B. HPS shall deliver to policyholders, participant employers, or
insurers any policies, certificates, booklets, booklet-certificates, termination
notices, or other written communications including, without limitation, current
or future regulatory-mandated forms and such other documents as might be
requested by Midwestern and/or CGLIC.
C. If any notice of the commencement of any legal proceeding involving
any Midwestern insured, Midwestern, or CGLIC is received by HPS, or if it
receives any communication from any Insurance Department or other administrative
agency or any other person relating to a complaint by a Midwestern insured or
relating to a hearing involving any Midwestern or CGLIC insurance practice, HPS
shall advise Midwestern and CGLIC of the proceeding within five (5) business
days of receipt by HPS. HPS shall immediately thereafter forward copies of any
correspondence or necessary files in its possession to Midwestern and/or CGLIC
for determination of appropriate handling.
D. If any notice of the commencement of any legal proceeding involving
HPS is received by Midwestern, or Midwestern receives any communication from any
Insurance Department or other administrative agency or any other person relating
to a complaint against HPS or relating to a hearing involving HPS, Midwestern
shall advise HPS of the proceeding within five (5) business days of receipt by
Midwestern. Midwestern shall immediately thereafter forward any copies of
necessary correspondence or files in its possession to HPS.
E. HPS shall conform to all underwriting standards as will hereafter be
adopted by Midwestern and/or CGLIC and all other standards agreed to between the
parties after consultations, but if agreement cannot be reached, HPS agrees to
act in accordance with the reasonable and lawful directions of Midwestern and
CGLIC. HPS may presume that its underwriting and other standards, previously
reviewed by CGLIC, are acceptable to Midwestern until written notice to the
contrary is received from Midwestern and/or CGLIC.

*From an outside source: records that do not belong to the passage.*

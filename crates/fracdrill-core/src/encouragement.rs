//! Praise shown after a correct answer.

use rand::seq::IndexedRandom;
use rand::Rng;

pub const PHRASES: &[&str] = &[
    "You’re on the right track now!",
    "You’ve got it made.",
    "That’s right!",
    "That’s good.",
    "I’m very proud of you.",
    "You’re really working hard today.",
    "You are very good at that.",
    "That’s coming along nicely.",
    "Good work!",
    "I’m happy to see you working like that.",
    "That’s much, much better!",
    "Exactly right.",
    "I’m proud of the way you worked today.",
    "You’re doing that much better today.",
    "You’ve just about got it.",
    "That’s the best you’ve ever done.",
    "You’re doing a good job.",
    "That’s it!",
    "Now you’ve figured it out.",
    "That’s quite an improvement.",
    "Great!",
    "I knew you could do it.",
    "Congratulations!",
    "Not bad.",
    "Keep working on it.",
    "You’re improving.",
    "Now you have it!",
    "You are learning fast.",
    "Good for you!",
    "Couldn’t have done it better myself.",
    "Aren’t you proud of yourself?",
    "One more time and you’ll have it.",
    "You really make my job fun.",
    "That’s the right way to do it.",
    "You’re getting better every day.",
    "You did it that time!",
    "That’s not half bad.",
    "Nice going.",
    "You haven’t missed a thing!",
    "Wow!",
    "That’s the way!",
    "Keep up the good work.",
    "Terrific!",
    "Nothing can stop you now.",
    "That’s the way to do it.",
    "Sensational!",
    "You’ve got your brain in gear today.",
    "That’s better.",
    "That was first class work.",
    "Excellent!",
    "That’s the best ever.",
    "You’ve just about mastered it.",
    "Perfect!",
    "That’s better than ever.",
    "Much better!",
    "Wonderful!",
    "You must have been practicing.",
    "You did that very well.",
    "Fine!",
    "You’re really going to town.",
    "Outstanding!",
    "Fantastic!",
    "Tremendous!",
    "That’s how to handle that.",
    "Now that’s what I call a fine job.",
    "That’s great.",
    "Right on!",
    "You’re really improving.",
    "You’re doing beautifully!",
    "Superb!",
    "Good remembering.",
    "You’ve got that down pat.",
    "You certainly did well today.",
    "Keep it up!",
    "Congratulations. You got it right!",
    "You did a lot of work today.",
    "Well look at you go.",
    "I like knowing you.",
    "Marvelous!",
    "I like that.",
    "Way to go!",
    "Now you have the hang of it.",
    "You’re doing fine!",
    "Good thinking.",
    "You are really learning a lot.",
    "Good going.",
    "I’ve never seen anyone do it better.",
    "Keep on trying.",
    "You outdid yourself today!",
    "I think you’ve got it now.",
    "You figured that out fast.",
    "You remembered!",
    "That’s really nice.",
    "That kind of work makes me happy.",
];

/// Pick a phrase uniformly at random.
pub fn pick<R: Rng + ?Sized>(rng: &mut R) -> &'static str {
    PHRASES.choose(rng).copied().unwrap_or("Correct!")
}
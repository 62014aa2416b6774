//! Drill configuration and config file discovery.

use std::path::{Path, PathBuf};

use anyhow::{Context, Result};
use serde::Deserialize;

use crate::operator::Operator;
use crate::rational::Denominator;

/// Settings that shape a drill session.
///
/// Every field is optional in a config file:
///
/// ```toml
/// denominator = 8
/// operators = ["ADD", "SUB"]
/// canonical = true
/// estimate = false
/// seed = 42
/// ```
#[derive(Debug, Clone, PartialEq, Eq, Deserialize)]
#[serde(default, deny_unknown_fields)]
pub struct DrillConfig {
    /// Denominator operands are drawn with.
    pub denominator: Denominator,
    /// Operators problems are drawn from, uniformly.
    pub operators: Vec<Operator>,
    /// Require the exact canonical answer string.
    pub canonical: bool,
    /// Show the decimal estimate after a correct answer.
    #[serde(rename = "estimate")]
    pub show_estimate: bool,
    /// Seed for a reproducible sequence of problems.
    pub seed: Option<u64>,
}

impl Default for DrillConfig {
    fn default() -> Self {
        Self {
            denominator: Denominator::default(),
            operators: vec![Operator::Add],
            canonical: false,
            show_estimate: false,
            seed: None,
        }
    }
}

impl DrillConfig {
    /// Check settings that the types alone cannot enforce.
    pub fn validate(&self) -> Result<()> {
        anyhow::ensure!(
            !self.operators.is_empty(),
            "at least one operator is required"
        );
        Ok(())
    }
}

/// Parse a TOML string into a `DrillConfig` (useful for testing).
pub fn parse_config_str(content: &str, source_path: &Path) -> Result<DrillConfig> {
    let config: DrillConfig = toml::from_str(content)
        .with_context(|| format!("failed to parse config: {}", source_path.display()))?;
    config
        .validate()
        .with_context(|| format!("invalid config: {}", source_path.display()))?;
    Ok(config)
}

/// Load configuration from well-known paths.
///
/// Search order:
/// 1. `fracdrill.toml` in the current directory
/// 2. `~/.config/fracdrill/config.toml`
pub fn load_config() -> Result<DrillConfig> {
    load_config_from(None)
}

/// Load config from an explicit path, or search the default locations.
///
/// Falls back to [`DrillConfig::default`] when no file is found.
pub fn load_config_from(path: Option<&Path>) -> Result<DrillConfig> {
    let config_path = match path {
        Some(p) if p.exists() => Some(p.to_path_buf()),
        Some(p) => anyhow::bail!("config file not found: {}", p.display()),
        None => default_locations().into_iter().find(|p| p.exists()),
    };

    let Some(path) = config_path else {
        tracing::debug!("no config file found, using defaults");
        return Ok(DrillConfig::default());
    };

    let content = std::fs::read_to_string(&path)
        .with_context(|| format!("failed to read config: {}", path.display()))?;
    let config = parse_config_str(&content, &path)?;
    tracing::info!("loaded config from {}", path.display());
    Ok(config)
}

fn default_locations() -> Vec<PathBuf> {
    let mut paths = vec![PathBuf::from("fracdrill.toml")];
    if let Some(home) = dirs_path() {
        paths.push(home.join("config.toml"));
    }
    paths
}

fn dirs_path() -> Option<PathBuf> {
    std::env::var("HOME")
        .ok()
        .map(|h| PathBuf::from(h).join(".config").join("fracdrill"))
}
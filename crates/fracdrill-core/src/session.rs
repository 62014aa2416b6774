//! Drill session controller.
//!
//! [`Session::handle`] is a pure state transition: it takes one [`Attempt`]
//! and returns the [`Feedback`] for it, updating counters as it goes.
//! [`Session::run`] wraps that in the prompt/read/respond loop against an
//! [`AnswerSource`] and a writer.

use std::fmt;
use std::io::Write;

use anyhow::Result;
use rand::Rng;

use crate::config::DrillConfig;
use crate::encouragement;
use crate::parser::parse_answer;
use crate::problem::Problem;
use crate::rational::Rational;
use crate::traits::{AnswerSource, Attempt};

/// Interrupts in a row that end the session.
pub const MAX_CONSECUTIVE_INTERRUPTS: u32 = 3;

/// Where the session is in its lifecycle.
#[derive(Debug, Clone, Copy, PartialEq, Eq)]
pub enum SessionState {
    AwaitingAnswer,
    Terminated(TerminationReason),
}

/// Why a session stopped.
#[derive(Debug, Clone, Copy, PartialEq, Eq)]
pub enum TerminationReason {
    EndOfInput,
    RepeatedInterrupts(u32),
}

/// Result counters for a session.
#[derive(Debug, Clone, Copy, Default, PartialEq, Eq)]
pub struct Tally {
    pub correct: u32,
    pub incorrect: u32,
    pub skipped: u32,
}

impl Tally {
    /// Answers that parsed and were judged, right or wrong.
    pub fn attempts(&self) -> u32 {
        self.correct + self.incorrect
    }

    /// Share of judged answers that were correct, 0.0 when there were none.
    pub fn percent_correct(&self) -> f64 {
        match self.attempts() {
            0 => 0.0,
            n => 100.0 * f64::from(self.correct) / f64::from(n),
        }
    }
}

impl fmt::Display for Tally {
    fn fmt(&self, f: &mut fmt::Formatter<'_>) -> fmt::Result {
        write!(
            f,
            "[Correct: {} ({:.2}%), Incorrect: {}, Skipped: {}]",
            self.correct,
            self.percent_correct(),
            self.incorrect,
            self.skipped
        )
    }
}

/// The outcome of handling one attempt.
#[derive(Debug, Clone, PartialEq, Eq)]
pub enum Feedback {
    /// The text was not a number; ask the same problem again, no penalty.
    Rejected,
    Correct {
        phrase: &'static str,
        want: Rational,
    },
    /// Wrong answer. `simplify` is set when canonical mode rejected a value
    /// that was numerically right.
    Incorrect { simplify: bool },
    /// The problem was abandoned with an interrupt.
    Skipped {
        wanted: Rational,
        interrupts: u32,
        quit: bool,
    },
    Ended,
}

/// A drill session: counters, the current problem, and the repeat flag.
pub struct Session<R> {
    config: DrillConfig,
    rng: R,
    problem: Option<Problem>,
    repeat: bool,
    interrupts: u32,
    tally: Tally,
    state: SessionState,
}
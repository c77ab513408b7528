//! Resilient structured-log transport client.
//!
//! wirelog streams binary-framed log records from an application to a log
//! viewer over TCP, optionally encrypted with TLS. While no viewer is
//! reachable, records are held in a bounded ring buffer (or dropped with
//! explicit accounting, by configuration) and delivered in their original
//! order once a connection comes up. Viewers are reached through a static
//! host and port, or found on the local network via multicast
//! advertisements.
//!
//! ```no_run
//! use wirelog::{Level, Logger};
//!
//! # fn main() -> Result<(), wirelog::ConfigError> {
//! let logger = Logger::new();
//! logger.set_viewer_host("127.0.0.1", 50000)?;
//! logger.start()?;
//!
//! logger.log(Some("net"), Level::Info, "listener up");
//! let block = logger.begin_block("handshake");
//! logger.log(None, Level::Debug, "hello sent");
//! block.end();
//!
//! logger.stop();
//! # Ok(())
//! # }
//! ```

pub mod config;
pub mod discovery;
pub mod encoder;
pub mod level;
pub mod logger;
pub mod record;
pub mod ring_buffer;
pub mod transport;

mod drop_warner;

pub use config::{ConfigError, LoggerConfig, LoggerOptions, TlsSettings};
pub use encoder::{DecodeError, EncodeError, Frame};
pub use level::Level;
pub use logger::{BlockGuard, LogError, Logger, clear_default, default_logger, set_default};
pub use record::{LogRecord, Payload};
pub use ring_buffer::{Capacity, PushError, RingBuffer};
pub use transport::{BackoffPolicy, Endpoint, TlsOptions, TransportState};
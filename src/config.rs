//! Logger configuration: option flags, endpoint sources, and tunables.
//!
//! Configuration is mutable until `start()`, which validates everything
//! eagerly and freezes it for the lifetime of the running instance.

use std::io;
use std::net::Ipv4Addr;
use std::time::Duration;

use thiserror::Error;

use crate::discovery::{
    DEFAULT_MULTICAST_GROUP, DEFAULT_MULTICAST_PORT, DEFAULT_SERVICE_TYPE, ListenerConfig,
};
use crate::drop_warner::DEFAULT_WARN_INTERVAL;
use crate::ring_buffer::Capacity;
use crate::transport::{BackoffPolicy, Endpoint};

/// Default ring buffer bound.
pub const DEFAULT_CAPACITY: Capacity = Capacity::Records(2048);
/// Default connection timeout applied when establishing sockets.
pub const DEFAULT_CONNECT_TIMEOUT: Duration = Duration::from_secs(5);
/// Default write timeout applied to socket writes.
pub const DEFAULT_WRITE_TIMEOUT: Duration = Duration::from_secs(1);
/// Default maximum encoded frame size in bytes.
pub const DEFAULT_MAX_FRAME_SIZE: usize = 1 << 20; // 1 MiB

/// Smallest max-frame-size that still fits a header and a short payload.
const MIN_FRAME_SIZE: usize = 64;

/// Behaviour flags, the named-field form of the original option bits.
#[derive(Clone, Copy, Debug, PartialEq, Eq)]
pub struct LoggerOptions {
    /// Echo each record to the local console as well.
    pub echo_to_console: bool,
    /// Buffer records while no viewer connection is active. When false,
    /// records logged while disconnected are dropped with a counter.
    pub buffer_until_connected: bool,
    /// Browse for viewer advertisements instead of a static endpoint.
    pub browse_discovery: bool,
    /// Only accept advertisements from the local network segment.
    pub local_domain_only: bool,
    /// Encrypt the viewer connection with TLS.
    pub use_tls: bool,
}

impl Default for LoggerOptions {
    fn default() -> Self {
        Self {
            echo_to_console: false,
            buffer_until_connected: true,
            browse_discovery: false,
            local_domain_only: false,
            use_tls: false,
        }
    }
}

/// TLS settings applied when `use_tls` is set.
#[derive(Clone, Debug, Default)]
pub struct TlsSettings {
    /// Domain presented during the handshake; defaults to the endpoint host.
    pub domain: Option<String>,
    /// Skip certificate validation (viewers commonly use self-signed certs;
    /// also intended for tests).
    pub insecure_skip_verify: bool,
}

/// Discovery parameters supplied through `set_discovery`.
#[derive(Clone, Debug)]
pub(crate) struct DiscoverySetup {
    pub service_type: Option<String>,
    pub service_name: String,
}

/// Errors surfaced synchronously at `start()` or from config mutators.
#[derive(Debug, Error)]
pub enum ConfigError {
    /// Configuration cannot change once the logger is running.
    #[error("logger already started")]
    AlreadyStarted,
    /// Neither a static endpoint nor discovery was configured.
    #[error("no viewer endpoint configured: set a host or enable discovery")]
    MissingEndpoint,
    /// The static endpoint host is empty or the port is zero.
    #[error("invalid viewer endpoint")]
    InvalidEndpoint,
    /// A discovery service name must be non-empty.
    #[error("discovery service name must not be empty")]
    EmptyServiceName,
    /// The buffer capacity must be non-zero.
    #[error("buffer capacity must be greater than zero")]
    InvalidCapacity,
    /// A duration or size tunable must be greater than zero.
    #[error("{0} must be greater than zero")]
    InvalidTunable(&'static str),
    /// Spawning the worker or binding the discovery socket failed.
    #[error(transparent)]
    Io(#[from] io::Error),
}

/// Complete logger configuration; immutable after `start()`.
#[derive(Clone, Debug)]
pub struct LoggerConfig {
    pub options: LoggerOptions,
    pub(crate) static_endpoint: Option<Endpoint>,
    pub(crate) discovery: Option<DiscoverySetup>,
    pub capacity: Capacity,
    pub connect_timeout: Duration,
    pub write_timeout: Duration,
    pub backoff: BackoffPolicy,
    pub max_frame_size: usize,
    pub tls: TlsSettings,
    pub multicast_group: Ipv4Addr,
    pub multicast_port: u16,
    pub warn_interval: Duration,
}

impl Default for LoggerConfig {
    fn default() -> Self {
        Self {
            options: LoggerOptions::default(),
            static_endpoint: None,
            discovery: None,
            capacity: DEFAULT_CAPACITY,
            connect_timeout: DEFAULT_CONNECT_TIMEOUT,
            write_timeout: DEFAULT_WRITE_TIMEOUT,
            backoff: BackoffPolicy::default(),
            max_frame_size: DEFAULT_MAX_FRAME_SIZE,
            tls: TlsSettings::default(),
            multicast_group: DEFAULT_MULTICAST_GROUP,
            multicast_port: DEFAULT_MULTICAST_PORT,
            warn_interval: DEFAULT_WARN_INTERVAL,
        }
    }
}

/// Endpoint source resolved by validation: exactly one of the two.
#[derive(Debug)]
pub(crate) enum ResolvedSource {
    Static(Endpoint),
    Discovery(ListenerConfig),
}

impl LoggerConfig {
    /// Validate the configuration and resolve the endpoint source.
    pub(crate) fn validate(&self) -> Result<ResolvedSource, ConfigError> {
        if self.capacity.is_zero() {
            return Err(ConfigError::InvalidCapacity);
        }
        ensure_nonzero(self.connect_timeout, "connect_timeout")?;
        ensure_nonzero(self.write_timeout, "write_timeout")?;
        ensure_nonzero(self.backoff.base, "backoff base")?;
        ensure_nonzero(self.backoff.cap, "backoff cap")?;
        if self.max_frame_size < MIN_FRAME_SIZE {
            return Err(ConfigError::InvalidTunable("max_frame_size"));
        }

        if let Some(endpoint) = &self.static_endpoint {
            if endpoint.host.is_empty() || endpoint.port == 0 {
                return Err(ConfigError::InvalidEndpoint);
            }
            return Ok(ResolvedSource::Static(endpoint.clone()));
        }

        if self.discovery.is_some() || self.options.browse_discovery {
            let (service_type, service_name) = match &self.discovery {
                Some(setup) => {
                    if setup.service_name.is_empty() {
                        return Err(ConfigError::EmptyServiceName);
                    }
                    (
                        setup
                            .service_type
                            .clone()
                            .unwrap_or_else(|| DEFAULT_SERVICE_TYPE.to_string()),
                        Some(setup.service_name.clone()),
                    )
                }
                // Flag-only browse: default type, any advertised name.
                None => (DEFAULT_SERVICE_TYPE.to_string(), None),
            };
            return Ok(ResolvedSource::Discovery(ListenerConfig {
                group: self.multicast_group,
                port: self.multicast_port,
                service_type,
                service_name,
                local_only: self.options.local_domain_only,
            }));
        }

        Err(ConfigError::MissingEndpoint)
    }
}

fn ensure_nonzero(value: Duration, field: &'static str) -> Result<(), ConfigError> {
    if value.is_zero() {
        return Err(ConfigError::InvalidTunable(field));
    }
    Ok(())
}
//! Worker thread driving socket I/O.
//!
//! One worker owns all network activity for a logger: it waits for an
//! endpoint (static or discovered), connects with an optional TLS handshake,
//! then drains the ring buffer onto the wire until the connection drops,
//! backing off between attempts. Logging calls never touch the socket; they
//! only enqueue frames.

use std::io;
use std::sync::Arc;
use std::sync::atomic::{AtomicBool, AtomicU32, Ordering};
use std::thread;
use std::time::{Duration, Instant};

use crossbeam_channel::{Receiver, RecvTimeoutError, Sender, TryRecvError, bounded, select};
use log::warn;

use crate::config::TlsSettings;
use crate::encoder;
use crate::level::Level;
use crate::record::{LogRecord, Payload};
use crate::ring_buffer::RingBuffer;

use super::backoff::{BackoffPolicy, BackoffState};
use super::conn::{ActiveConnection, Endpoint, TlsOptions, connect_tcp, wrap_tls};
use super::state::{StateCell, TransportState};

/// Commands processed by the worker thread.
pub(crate) enum ControlCommand {
    /// Drain what the buffer currently holds and acknowledge with success.
    Flush(Sender<bool>),
    /// Exit after a best-effort final drain.
    Shutdown,
}

/// Where the worker obtains candidate endpoints.
pub(crate) enum EndpointSupply {
    Static(Endpoint),
    Discovered {
        candidates: Receiver<Endpoint>,
        /// True while the listener should forward fresh candidates; cleared
        /// once the worker reaches `Streaming`.
        forwarding: Arc<AtomicBool>,
    },
}

pub(crate) struct WorkerConfig {
    pub supply: EndpointSupply,
    pub tls: Option<TlsSettings>,
    pub connect_timeout: Duration,
    pub write_timeout: Duration,
    pub backoff: BackoffPolicy,
    pub max_frame_size: usize,
}

/// State shared between the worker, the facade, and the listener.
pub(crate) struct WorkerShared {
    pub buffer: Arc<RingBuffer>,
    pub state: Arc<StateCell>,
    /// Sequence counter shared with the facade so synthetic gap markers slot
    /// into the record ordering.
    pub sequence: Arc<AtomicU32>,
}

/// Bytes drained per batch before control commands are re-checked.
const BATCH_BYTES: usize = 64 * 1024;
/// How long one drain waits for data before the loop re-checks control flow.
const DRAIN_WAIT: Duration = Duration::from_millis(200);
/// Budget for the best-effort final drain on shutdown.
const SHUTDOWN_DRAIN_BUDGET: Duration = Duration::from_secs(1);

pub(crate) fn spawn_worker(
    config: WorkerConfig,
    shared: WorkerShared,
) -> io::Result<(Sender<ControlCommand>, thread::JoinHandle<()>)> {
    let (tx, rx) = bounded(4);
    let handle = thread::Builder::new()
        .name("wirelog-transport".into())
        .spawn(move || Worker::new(config, shared, rx).run())?;
    Ok((tx, handle))
}

#[derive(PartialEq, Eq)]
enum StreamEnd {
    /// The connection failed; reconnect.
    Failed,
    /// Shutdown was requested; exit the worker.
    Exit,
}

#[derive(PartialEq, Eq)]
enum Flow {
    Continue,
    Exit,
}

struct Worker {
    config: WorkerConfig,
    shared: WorkerShared,
    ctrl: Receiver<ControlCommand>,
    backoff: BackoffState,
}

impl Worker {
    fn new(config: WorkerConfig, shared: WorkerShared, ctrl: Receiver<ControlCommand>) -> Self {
        let backoff = BackoffState::new(config.backoff.clone());
        Self {
            config,
            shared,
            ctrl,
            backoff,
        }
    }

    fn run(mut self) {
        loop {
            let Some(endpoint) = self.next_endpoint() else {
                break;
            };
            match self.establish(&endpoint) {
                Ok(conn) => match self.stream(conn) {
                    StreamEnd::Exit => break,
                    StreamEnd::Failed => {
                        if self.wait_backoff() == Flow::Exit {
                            break;
                        }
                    }
                },
                Err(err) => {
                    warn!("wirelog: connecting to {endpoint} failed: {err}");
                    if self.wait_backoff() == Flow::Exit {
                        break;
                    }
                }
            }
        }
        self.shared.buffer.set_connected(false);
        self.shared.state.set(TransportState::Stopped);
    }

    /// Yield the next endpoint to try, or `None` on shutdown.
    ///
    /// With a static endpoint this returns immediately; in discovery mode it
    /// parks in `Discovering` until the listener forwards a candidate.
    fn next_endpoint(&mut self) -> Option<Endpoint> {
        match &self.config.supply {
            EndpointSupply::Static(endpoint) => Some(endpoint.clone()),
            EndpointSupply::Discovered {
                candidates,
                forwarding,
            } => {
                self.shared.state.set(TransportState::Discovering);
                forwarding.store(true, Ordering::Release);
                loop {
                    select! {
                        recv(self.ctrl) -> cmd => match cmd {
                            Ok(ControlCommand::Flush(ack)) => {
                                let _ = ack.send(false);
                            }
                            Ok(ControlCommand::Shutdown) | Err(_) => return None,
                        },
                        recv(candidates) -> endpoint => match endpoint {
                            Ok(endpoint) => return Some(endpoint),
                            Err(_) => {
                                // Listener died; nothing more will arrive.
                                warn!("wirelog: discovery listener stopped unexpectedly");
                                loop {
                                    match self.ctrl.recv() {
                                        Ok(ControlCommand::Flush(ack)) => {
                                            let _ = ack.send(false);
                                        }
                                        Ok(ControlCommand::Shutdown) | Err(_) => return None,
                                    }
                                }
                            }
                        },
                    }
                }
            }
        }
    }

    fn establish(&mut self, endpoint: &Endpoint) -> io::Result<ActiveConnection> {
        self.shared.state.set(TransportState::Connecting);
        let stream = connect_tcp(endpoint, self.config.connect_timeout)?;
        let mut conn = match &self.config.tls {
            Some(settings) => {
                self.shared.state.set(TransportState::Handshaking);
                let tls = TlsOptions {
                    domain: settings
                        .domain
                        .clone()
                        .unwrap_or_else(|| endpoint.host.clone()),
                    insecure_skip_verify: settings.insecure_skip_verify,
                };
                wrap_tls(stream, &tls, self.config.connect_timeout)?
            }
            None => ActiveConnection::Plain(stream),
        };
        conn.set_write_timeout(self.config.write_timeout)?;
        Ok(conn)
    }

    fn stream(&mut self, mut conn: ActiveConnection) -> StreamEnd {
        if let EndpointSupply::Discovered { forwarding, .. } = &self.config.supply {
            forwarding.store(false, Ordering::Release);
        }
        self.shared.state.set(TransportState::Streaming);
        self.shared.buffer.set_connected(true);
        self.backoff.connection_established(Instant::now());

        let end = loop {
            match self.ctrl.try_recv() {
                Ok(ControlCommand::Flush(ack)) => {
                    let ok = self.drain_all(&mut conn);
                    let _ = ack.send(ok);
                    if !ok {
                        break StreamEnd::Failed;
                    }
                }
                Ok(ControlCommand::Shutdown) => {
                    let _ = self.drain_all(&mut conn);
                    break StreamEnd::Exit;
                }
                Err(TryRecvError::Empty) => {}
                Err(TryRecvError::Disconnected) => {
                    let _ = self.drain_all(&mut conn);
                    break StreamEnd::Exit;
                }
            }

            if let Err(err) = self.forward_batch(&mut conn) {
                warn!("wirelog: write to viewer failed: {err}");
                break StreamEnd::Failed;
            }
        };

        self.shared.buffer.set_connected(false);
        if end == StreamEnd::Failed {
            self.backoff.connection_lost();
        }
        end
    }

    /// Send the next batch, preceded by a gap marker when records were lost.
    fn forward_batch(&mut self, conn: &mut ActiveConnection) -> io::Result<()> {
        self.report_gap(conn)?;
        let frames = self.shared.buffer.drain_batch(BATCH_BYTES, DRAIN_WAIT);
        if frames.is_empty() {
            return Ok(());
        }
        for frame in &frames {
            conn.write_all(frame)?;
        }
        conn.flush()?;
        self.backoff.write_succeeded(Instant::now());
        Ok(())
    }

    /// Inject a synthetic marker reporting dropped records.
    ///
    /// Evictions take the oldest frames, so the marker goes out ahead of the
    /// retained batch, where the gap sits in the stream.
    fn report_gap(&mut self, conn: &mut ActiveConnection) -> io::Result<()> {
        let dropped = self.shared.buffer.take_dropped();
        if dropped == 0 {
            return Ok(());
        }
        warn!("wirelog: {dropped} records lost before delivery");
        let record = LogRecord::new(
            self.shared.sequence.fetch_add(1, Ordering::Relaxed),
            None,
            Level::Warn,
            Payload::Marker(format!("{dropped} records lost")),
        );
        let Ok(frame) = encoder::encode(&record, self.config.max_frame_size) else {
            return Ok(());
        };
        if let Err(err) = conn.write_all(&frame) {
            // The marker never made it; carry the count to the next attempt.
            self.shared.buffer.restore_dropped(dropped);
            return Err(err);
        }
        Ok(())
    }

    /// Drain everything currently buffered, bounded in time.
    fn drain_all(&mut self, conn: &mut ActiveConnection) -> bool {
        let deadline = Instant::now() + SHUTDOWN_DRAIN_BUDGET;
        loop {
            if self.report_gap(conn).is_err() {
                return false;
            }
            let frames = self.shared.buffer.drain_batch(BATCH_BYTES, Duration::ZERO);
            if frames.is_empty() {
                return conn.flush().is_ok();
            }
            for frame in &frames {
                if conn.write_all(frame).is_err() {
                    return false;
                }
            }
            if Instant::now() >= deadline {
                return conn.flush().is_ok();
            }
        }
    }

    /// Wait out the backoff delay, staying responsive to control commands.
    fn wait_backoff(&mut self) -> Flow {
        self.shared.state.set(TransportState::Reconnecting);
        let deadline = Instant::now() + self.backoff.next_delay();
        loop {
            let remaining = deadline.saturating_duration_since(Instant::now());
            if remaining.is_zero() {
                return Flow::Continue;
            }
            match self.ctrl.recv_timeout(remaining) {
                Ok(ControlCommand::Flush(ack)) => {
                    let _ = ack.send(false);
                }
                Ok(ControlCommand::Shutdown) | Err(RecvTimeoutError::Disconnected) => {
                    return Flow::Exit;
                }
                Err(RecvTimeoutError::Timeout) => return Flow::Continue,
            }
        }
    }
}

F. HPS acknowledges that Midwestern has responsibilities respecting
Group Policies marketing, distribution, claims, administration, regulatory
compliance and market conduct of the Distribution Force. Further, Midwestern has
obligations under its reinsurance treaty with CGLIC respecting the Group
Policies. The purpose of this agreement is for HPS to undertake and perform
directly these responsibilities. Notwithstanding anything in this agreement to
the contrary, HPS will perform Midwestern's foregoing responsibilities and
treaty requirements. To the extent that the terms and conditions of the
following articles and exhibits of the Treaty conflict with any provision of
this Agreement, the terms of this
16
Agreement shall control: Articles IX, X, XI, XII, XIII, XV, and XVIII; Exhibits
A, B, C, D, E, and F.
G. HPS shall not:
1. Bind reinsurance or retrocession on behalf of Midwestern;
2. Commit Midwestern to participate in insurance or
reinsurance syndicates;
3. Without Midwestern's and CGLIC's prior approval, pay or
commit Midwestern to pay a claim over an amount which would exceed
$50,000;
4. Collect any payment from a reinsurer or commit Midwestern
to any claim settlement with a reinsurer without prior approval of
Midwestern.;
5. Permit any Distribution Force member to serve on HPS' board
of directors;
6. Jointly employ any individual who is employed with
Midwestern;
7. Appoint a sub-agent pursuant to the applicable MGA
statutes;
8. Borrow money or incur debts or liabilities on behalf of
Midwestern;
9. Employ persons on behalf of Midwestern; or
10. Except as otherwise provided herein, enter into any
contract in Midwestern's name without Midwestern's prior approval.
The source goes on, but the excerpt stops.